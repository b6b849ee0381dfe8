//! Key-value storage behind the habit repository.
//!
//! A store holds JSON values under string keys. It has to be `init`ed before
//! use; `save` writes through to the backing medium immediately.

use async_trait::async_trait;
use serde::{Serialize, de::DeserializeOwned};
use serde_json::{Map, Value};
use std::{
    collections::BTreeMap,
    path::{Path, PathBuf},
};
use thiserror::Error;
use tokio::fs;
use tracing::{error, warn};

pub const HABITS_KEY: &str = "habits";
pub const ENTRIES_KEY: &str = "entries";
pub const COMMENTS_KEY: &str = "comments";
pub const CHEERS_KEY: &str = "cheers";

#[derive(Error, Debug)]
pub enum StoreError {
    #[error("io error on {path}: {source}")]
    Io {
        path: PathBuf,
        #[source]
        source: std::io::Error,
    },

    #[error("json error: {0}")]
    Json(#[from] serde_json::Error),

    #[error("store used before init")]
    NotInitialized,
}

/// Reads are served from memory; `init` and `save` may touch the backing medium.
#[async_trait]
pub trait KeyValueStore: Send + Sync {
    async fn init(&mut self) -> Result<(), StoreError>;
    fn load(&self, key: &str) -> Result<Option<Value>, StoreError>;
    async fn save(&mut self, key: &str, value: Value) -> Result<(), StoreError>;
}

#[async_trait]
impl<S: KeyValueStore + ?Sized> KeyValueStore for Box<S> {
    async fn init(&mut self) -> Result<(), StoreError> {
        (**self).init().await
    }

    fn load(&self, key: &str) -> Result<Option<Value>, StoreError> {
        (**self).load(key)
    }

    async fn save(&mut self, key: &str, value: Value) -> Result<(), StoreError> {
        (**self).save(key, value).await
    }
}

/// Reads `key`, falling back to `T::default()` on a missing key or any failure.
pub fn get_or_default<T, S>(store: &S, key: &str) -> T
where
    T: DeserializeOwned + Default,
    S: KeyValueStore + ?Sized,
{
    match store.load(key) {
        Ok(Some(value)) => match serde_json::from_value(value) {
            Ok(decoded) => decoded,
            Err(err) => {
                error!("failed to decode {key}: {err}");
                T::default()
            }
        },
        Ok(None) => T::default(),
        Err(err) => {
            error!("failed to read {key}: {err}");
            T::default()
        }
    }
}

/// Writes `value` under `key`. Failures are logged and dropped.
pub async fn set<T, S>(store: &mut S, key: &str, value: &T)
where
    T: Serialize + ?Sized,
    S: KeyValueStore + ?Sized,
{
    let encoded = match serde_json::to_value(value) {
        Ok(encoded) => encoded,
        Err(err) => {
            error!("failed to encode {key}: {err}");
            return;
        }
    };
    if let Err(err) = store.save(key, encoded).await {
        error!("failed to write {key}: {err}");
    }
}

#[derive(Debug, Default)]
pub struct MemoryStore {
    values: Option<BTreeMap<String, Value>>,
}

impl MemoryStore {
    pub fn new() -> Self {
        Self::default()
    }
}

#[async_trait]
impl KeyValueStore for MemoryStore {
    async fn init(&mut self) -> Result<(), StoreError> {
        self.values.get_or_insert_with(BTreeMap::new);
        Ok(())
    }

    fn load(&self, key: &str) -> Result<Option<Value>, StoreError> {
        let values = self.values.as_ref().ok_or(StoreError::NotInitialized)?;
        Ok(values.get(key).cloned())
    }

    async fn save(&mut self, key: &str, value: Value) -> Result<(), StoreError> {
        let values = self.values.as_mut().ok_or(StoreError::NotInitialized)?;
        values.insert(key.to_string(), value);
        Ok(())
    }
}

/// All keys live in one JSON object on disk, rewritten on every save.
#[derive(Debug)]
pub struct JsonFileStore {
    path: PathBuf,
    document: Option<Map<String, Value>>,
}

impl JsonFileStore {
    pub fn new(path: impl Into<PathBuf>) -> Self {
        Self {
            path: path.into(),
            document: None,
        }
    }

    pub fn path(&self) -> &Path {
        &self.path
    }

    fn io_error(&self, source: std::io::Error) -> StoreError {
        StoreError::Io {
            path: self.path.clone(),
            source,
        }
    }
}

#[async_trait]
impl KeyValueStore for JsonFileStore {
    async fn init(&mut self) -> Result<(), StoreError> {
        if let Some(parent) = self.path.parent().filter(|p| !p.as_os_str().is_empty()) {
            fs::create_dir_all(parent).await.map_err(|err| self.io_error(err))?;
        }

        let document = match fs::read(&self.path).await {
            Ok(bytes) => match serde_json::from_slice::<Map<String, Value>>(&bytes) {
                Ok(document) => document,
                Err(err) => {
                    warn!("ignoring unreadable data file {}: {err}", self.path.display());
                    Map::new()
                }
            },
            Err(err) if err.kind() == std::io::ErrorKind::NotFound => Map::new(),
            Err(err) => return Err(self.io_error(err)),
        };
        self.document = Some(document);
        Ok(())
    }

    fn load(&self, key: &str) -> Result<Option<Value>, StoreError> {
        let document = self.document.as_ref().ok_or(StoreError::NotInitialized)?;
        Ok(document.get(key).cloned())
    }

    async fn save(&mut self, key: &str, value: Value) -> Result<(), StoreError> {
        let document = self.document.as_mut().ok_or(StoreError::NotInitialized)?;
        document.insert(key.to_string(), value);
        let payload = serde_json::to_vec_pretty(document)?;
        fs::write(&self.path, payload).await.map_err(|err| self.io_error(err))
    }
}
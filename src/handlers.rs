use crate::community::{CHEER_EMOJIS, FeedFilter, build_feed, cheer_counts, CommunityFeed};
use crate::errors::AppError;
use crate::models::{
    CheerOption, CheerRequest, CheerResponse, Comment, CommentRequest, FeedQuery, Habit,
    HabitEntry, HabitListQuery, HabitStatsResponse, HabitTemplate, HabitUpdate, HabitWithStats,
    NewHabit, NoteRequest, TemplateQuery, ToggleRequest,
};
use crate::repository::{CheerToggle, HabitRepository};
use crate::state::{AppState, DynStore};
use crate::stats::{
    OverviewStats, build_overview, format_streak_text, habit_stats_at, motivational_message, today,
};
use crate::templates::{TEMPLATES, popular_templates};
use crate::ui::render_index;
use axum::{
    body::Bytes,
    extract::{Path, Query, State},
    http::StatusCode,
    response::{Html, Redirect},
    Json,
};
use chrono::NaiveDate;

pub async fn index(State(state): State<AppState>) -> Html<String> {
    let date = today();
    let repo = state.repo.lock().await;
    let habits: Vec<HabitWithStats> = repo
        .list_habits()
        .into_iter()
        .filter(|habit| !habit.archived)
        .map(|habit| with_stats(&repo, habit, date))
        .collect();
    Html(render_index(date, &habits))
}

pub async fn list_habits(
    State(state): State<AppState>,
    Query(query): Query<HabitListQuery>,
) -> Json<Vec<HabitWithStats>> {
    let date = today();
    let repo = state.repo.lock().await;
    let habits = repo
        .list_habits()
        .into_iter()
        .filter(|habit| query.include_archived || !habit.archived)
        .map(|habit| with_stats(&repo, habit, date))
        .collect();
    Json(habits)
}

pub async fn create_habit(
    State(state): State<AppState>,
    Json(payload): Json<NewHabit>,
) -> Result<(StatusCode, Json<Habit>), AppError> {
    let mut repo = state.repo.lock().await;
    let habit = repo.create_habit(payload).await?;
    Ok((StatusCode::CREATED, Json(habit)))
}

pub async fn get_habit(
    State(state): State<AppState>,
    Path(id): Path<String>,
) -> Result<Json<HabitWithStats>, AppError> {
    let repo = state.repo.lock().await;
    let habit = find_habit(&repo, &id)?;
    Ok(Json(with_stats(&repo, habit, today())))
}

pub async fn update_habit(
    State(state): State<AppState>,
    Path(id): Path<String>,
    Json(payload): Json<HabitUpdate>,
) -> Result<Json<Habit>, AppError> {
    let mut repo = state.repo.lock().await;
    repo.update_habit(&id, payload).await?
        .map(Json)
        .ok_or_else(|| missing(&id))
}

pub async fn delete_habit(
    State(state): State<AppState>,
    Path(id): Path<String>,
) -> Result<StatusCode, AppError> {
    let mut repo = state.repo.lock().await;
    if repo.delete_habit(&id).await {
        Ok(StatusCode::NO_CONTENT)
    } else {
        Err(missing(&id))
    }
}

pub async fn archive_habit(
    State(state): State<AppState>,
    Path(id): Path<String>,
) -> Result<Json<Habit>, AppError> {
    let mut repo = state.repo.lock().await;
    if !repo.archive_habit(&id).await {
        return Err(missing(&id));
    }
    Ok(Json(find_habit(&repo, &id)?))
}

/// An empty body toggles today. A body that is present must be a valid
/// `ToggleRequest`.
pub async fn toggle(
    State(state): State<AppState>,
    Path(id): Path<String>,
    body: Bytes,
) -> Result<Json<HabitEntry>, AppError> {
    let date = toggle_date(&body, today())?;
    let mut repo = state.repo.lock().await;
    find_habit(&repo, &id)?;
    Ok(Json(repo.toggle_completion(&id, date).await))
}

pub async fn toggle_today(
    State(state): State<AppState>,
    Path(id): Path<String>,
) -> Result<Redirect, AppError> {
    let mut repo = state.repo.lock().await;
    find_habit(&repo, &id)?;
    repo.toggle_completion(&id, today()).await;
    Ok(Redirect::to("/"))
}

pub async fn list_entries(
    State(state): State<AppState>,
    Path(id): Path<String>,
) -> Result<Json<Vec<HabitEntry>>, AppError> {
    let repo = state.repo.lock().await;
    find_habit(&repo, &id)?;
    let mut entries = repo.entries_for_habit(&id);
    entries.sort_by_key(|entry| entry.date);
    Ok(Json(entries))
}

pub async fn set_note(
    State(state): State<AppState>,
    Path((id, date)): Path<(String, String)>,
    Json(payload): Json<NoteRequest>,
) -> Result<Json<HabitEntry>, AppError> {
    let date = parse_date(&date)?;
    let mut repo = state.repo.lock().await;
    find_habit(&repo, &id)?;
    repo.set_entry_note(&id, date, payload.notes)
        .await
        .map(Json)
        .ok_or_else(|| AppError::not_found(format!("no entry for {id} on {date}")))
}

pub async fn habit_stats(
    State(state): State<AppState>,
    Path(id): Path<String>,
) -> Result<Json<HabitStatsResponse>, AppError> {
    let repo = state.repo.lock().await;
    let habit = find_habit(&repo, &id)?;
    let stats = habit_stats_at(today(), &habit, &repo.entries_for_habit(&id));
    Ok(Json(HabitStatsResponse {
        message: motivational_message(&stats).to_string(),
        streak_text: format_streak_text(stats.current_streak),
        stats,
    }))
}

pub async fn overview(State(state): State<AppState>) -> Json<OverviewStats> {
    let repo = state.repo.lock().await;
    Json(build_overview(&repo.list_habits(), &repo.list_entries()))
}

pub async fn community(
    State(state): State<AppState>,
    Query(query): Query<FeedQuery>,
) -> Result<Json<CommunityFeed>, AppError> {
    let filter = query
        .filter
        .as_deref()
        .unwrap_or_default()
        .parse::<FeedFilter>()
        .map_err(AppError::bad_request)?;
    let repo = state.repo.lock().await;
    Ok(Json(build_feed(
        filter,
        &repo.list_habits(),
        &repo.list_entries(),
        &repo.list_comments(),
        &repo.list_cheers(),
    )))
}

pub async fn list_comments(
    State(state): State<AppState>,
    Path(id): Path<String>,
) -> Result<Json<Vec<Comment>>, AppError> {
    let repo = state.repo.lock().await;
    find_habit(&repo, &id)?;
    Ok(Json(repo.comments_for_habit(&id)))
}

pub async fn add_comment(
    State(state): State<AppState>,
    Path(id): Path<String>,
    Json(payload): Json<CommentRequest>,
) -> Result<(StatusCode, Json<Comment>), AppError> {
    let mut repo = state.repo.lock().await;
    find_habit(&repo, &id)?;
    let comment = repo.add_comment(&id, &payload.content).await?;
    Ok((StatusCode::CREATED, Json(comment)))
}

pub async fn cheer(
    State(state): State<AppState>,
    Path(id): Path<String>,
    Json(payload): Json<CheerRequest>,
) -> Result<Json<CheerResponse>, AppError> {
    let mut repo = state.repo.lock().await;
    find_habit(&repo, &id)?;
    let cheer = match repo.toggle_cheer(&id, &payload.emoji).await? {
        CheerToggle::Added(cheer) => Some(cheer),
        CheerToggle::Removed => None,
    };
    Ok(Json(CheerResponse {
        added: cheer.is_some(),
        cheer,
        counts: cheer_counts(&id, &repo.list_cheers()),
    }))
}

pub async fn templates(Query(query): Query<TemplateQuery>) -> Json<Vec<&'static HabitTemplate>> {
    if query.popular {
        Json(popular_templates().collect())
    } else {
        Json(TEMPLATES.iter().collect())
    }
}

pub async fn cheer_options() -> Json<Vec<CheerOption>> {
    Json(
        CHEER_EMOJIS
            .iter()
            .map(|&(emoji, label)| CheerOption { emoji, label })
            .collect(),
    )
}

fn with_stats(repo: &HabitRepository<DynStore>, habit: Habit, date: NaiveDate) -> HabitWithStats {
    let entries = repo.entries_for_habit(&habit.id);
    HabitWithStats {
        stats: habit_stats_at(date, &habit, &entries),
        completed_today: repo.is_completed_on(&habit.id, date),
        habit,
    }
}

fn find_habit(repo: &HabitRepository<DynStore>, id: &str) -> Result<Habit, AppError> {
    repo.habit(id).ok_or_else(|| missing(id))
}

fn missing(id: &str) -> AppError {
    AppError::not_found(format!("habit {id} not found"))
}

fn toggle_date(body: &[u8], today: NaiveDate) -> Result<NaiveDate, AppError> {
    if body.iter().all(u8::is_ascii_whitespace) {
        return Ok(today);
    }
    let request: ToggleRequest = serde_json::from_slice(body)
        .map_err(|err| AppError::bad_request(format!("invalid toggle request: {err}")))?;
    Ok(request.date.unwrap_or(today))
}

fn parse_date(value: &str) -> Result<NaiveDate, AppError> {
    NaiveDate::parse_from_str(value, "%Y-%m-%d")
        .map_err(|_| AppError::bad_request(format!("invalid date '{value}', expected YYYY-MM-DD")))
}
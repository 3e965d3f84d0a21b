//! Canonical Ticket Record
//!
//! The one normalized record shape every source is mapped into. Constructed
//! once per raw record during normalization, never mutated afterwards, and
//! held only in memory for the duration of one invocation.

use chrono::NaiveDateTime;
use serde::{Deserialize, Serialize};

use crate::constants::states::CLOSED_STATE_MARKERS;
use crate::types::dates;

// =============================================================================
// Ticket Type
// =============================================================================

/// Record type across all supported sources
#[derive(Debug, Clone, Copy, PartialEq, Eq, Hash, Serialize, Deserialize, Default)]
#[serde(rename_all = "snake_case")]
pub enum TicketType {
    #[default]
    Incident,
    ChangeRequest,
    Problem,
    ServiceRequest,
    RequestedItem,
}

impl std::fmt::Display for TicketType {
    fn fmt(&self, f: &mut std::fmt::Formatter<'_>) -> std::fmt::Result {
        match self {
            Self::Incident => write!(f, "Incident"),
            Self::ChangeRequest => write!(f, "Change Request"),
            Self::Problem => write!(f, "Problem"),
            Self::ServiceRequest => write!(f, "Service Request"),
            Self::RequestedItem => write!(f, "Requested Item"),
        }
    }
}

impl TicketType {
    /// Best-effort parse of a source-supplied type string
    pub fn parse(raw: &str) -> Option<Self> {
        let lower = raw.trim().to_lowercase();
        if lower.is_empty() {
            return None;
        }
        if lower.contains("incident") || lower.contains("bug") {
            Some(Self::Incident)
        } else if lower.contains("change") {
            Some(Self::ChangeRequest)
        } else if lower.contains("problem") {
            Some(Self::Problem)
        } else if lower.contains("requested item") || lower.contains("req_item") {
            Some(Self::RequestedItem)
        } else if lower.contains("request") {
            Some(Self::ServiceRequest)
        } else {
            None
        }
    }

    /// Parse with the documented default: unmapped types are incidents
    pub fn parse_or_default(raw: &str) -> Self {
        Self::parse(raw).unwrap_or_default()
    }
}

// =============================================================================
// Ticket Source
// =============================================================================

/// Provenance tag recording which backend a ticket came from
#[derive(Debug, Clone, Copy, PartialEq, Eq, Hash, Serialize, Deserialize, Default)]
#[serde(rename_all = "lowercase")]
pub enum TicketSource {
    ServiceNow,
    Jira,
    #[default]
    Export,
}

impl std::fmt::Display for TicketSource {
    fn fmt(&self, f: &mut std::fmt::Formatter<'_>) -> std::fmt::Result {
        match self {
            Self::ServiceNow => write!(f, "servicenow"),
            Self::Jira => write!(f, "jira"),
            Self::Export => write!(f, "export"),
        }
    }
}

// =============================================================================
// Canonical Ticket
// =============================================================================

/// The unified ticket record.
///
/// `number` plus `source` uniquely identifies a ticket; deduplication across
/// role queries is keyed on `number` alone. Date fields hold the raw source
/// string — parsing is best-effort and deferred to the accessors.
#[derive(Debug, Clone, PartialEq, Serialize, Deserialize, Default)]
pub struct CanonicalTicket {
    pub number: String,
    pub ticket_type: TicketType,
    pub short_description: String,
    pub description: String,
    /// Free text, source-specific vocabulary; see [`CanonicalTicket::is_open`]
    pub state: String,
    /// Free text, normalized to "N - Label" where mappable
    pub priority: String,
    pub category: String,
    pub subcategory: String,
    pub opened_at: String,
    pub closed_at: String,
    pub resolved_at: String,
    pub assigned_to: String,
    pub caller_name: String,
    pub close_notes: String,
    pub work_notes: String,
    /// Configuration item / affected asset
    pub ci_name: String,
    pub source: TicketSource,
}

impl CanonicalTicket {
    /// A ticket is open unless its state contains a closed-state marker.
    ///
    /// Deliberate substring heuristic: state vocabularies differ per source
    /// ("Resolved", "Done", "Closed Complete", ...), so synonyms map into
    /// one predicate instead of a closed enum.
    pub fn is_open(&self) -> bool {
        let state = self.state.to_lowercase();
        !CLOSED_STATE_MARKERS
            .iter()
            .any(|marker| state.contains(marker))
    }

    /// Parsed opened date, `None` when the source string is unparseable
    pub fn opened_date(&self) -> Option<NaiveDateTime> {
        dates::parse_flexible(&self.opened_at)
    }

    /// Sort key for chronological ordering; unknown dates sort first
    pub fn opened_sort_key(&self) -> NaiveDateTime {
        dates::sort_key(&self.opened_at)
    }

    /// Case-insensitive substring check against a pre-lowercased needle
    pub fn field_contains(field: &str, needle_lower: &str) -> bool {
        field.to_lowercase().contains(needle_lower)
    }
}

// =============================================================================
// Knowledge Article
// =============================================================================

/// Canonical knowledge-base article, used by the gap analysis.
/// Absent for backends with no native KB concept.
#[derive(Debug, Clone, PartialEq, Serialize, Deserialize, Default)]
pub struct KbArticle {
    pub number: String,
    pub title: String,
    pub content: String,
    pub category: String,
    pub last_updated: String,
    pub workflow_state: String,
}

--

» YOUR TASK: The answer must be a single number: how many lines of the data hold the word "HabitUpdate".

» TASK SOLUTION: 2